[Task goal]: Every line in the listing below from the one with "types for hardware operations." through the one with "write or read." is to be reproduced exactly, both ends included; leave out the rest.

[Records provided]:
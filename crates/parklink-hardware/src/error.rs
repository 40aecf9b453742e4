//! Error types for hardware operations.
//!
//! Pin-level failures surface here. The agent turns every one of them into a
//! runtime-fault reply, so the message text ends up in front of the
//! controller.

/// Result type alias for hardware operations.
pub type Result<T> = std::result::Result<T, HardwareError>;

/// Errors that can occur while driving or sampling pins.
#[derive(Debug, thiserror::Error)]
pub enum HardwareError {
    /// An addressed output or value is outside its valid range.
    #[error("{what} out of range: {value}")]
    OutOfRange { what: String, value: i64 },

    /// A pin rejected a write or read.
    #[error("Pin fault on {pin}: {message}")]
    PinFault { pin: String, message: String },

    /// Board wiring does not match what the model expects.
    #[error("Configuration error: {message}")]
    ConfigurationError { message: String },
}

impl HardwareError {
    /// Create a new out-of-range error.
    pub fn out_of_range(what: impl Into<String>, value: i64) -> Self {
        Self::OutOfRange {
            what: what.into(),
            value,
        }
    }

    /// Create a new pin fault error.
    pub fn pin_fault(pin: impl Into<String>, message: impl Into<String>) -> Self {
        Self::PinFault {
            pin: pin.into(),
            message: message.into(),
        }
    }

    /// Create a new configuration error.
    pub fn configuration(message: impl Into<String>) -> Self {
        Self::ConfigurationError {
            message: message.into(),
        }
    }
}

[Finished exercise]:
//! Error types for hardware operations.
//!
//! Pin-level failures surface here. The agent turns every one of them into a
//! runtime-fault reply, so the message text ends up in front of the
//! controller.

/// Result type alias for hardware operations.
pub type Result<T> = std::result::Result<T, HardwareError>;

/// Errors that can occur while driving or sampling pins.
#[derive(Debug, thiserror::Error)]
pub enum HardwareError {
    /// An addressed output or value is outside its valid range.
    #[error("{what} out of range: {value}")]
    OutOfRange { what: String, value: i64 },

    /// A pin rejected a write or read.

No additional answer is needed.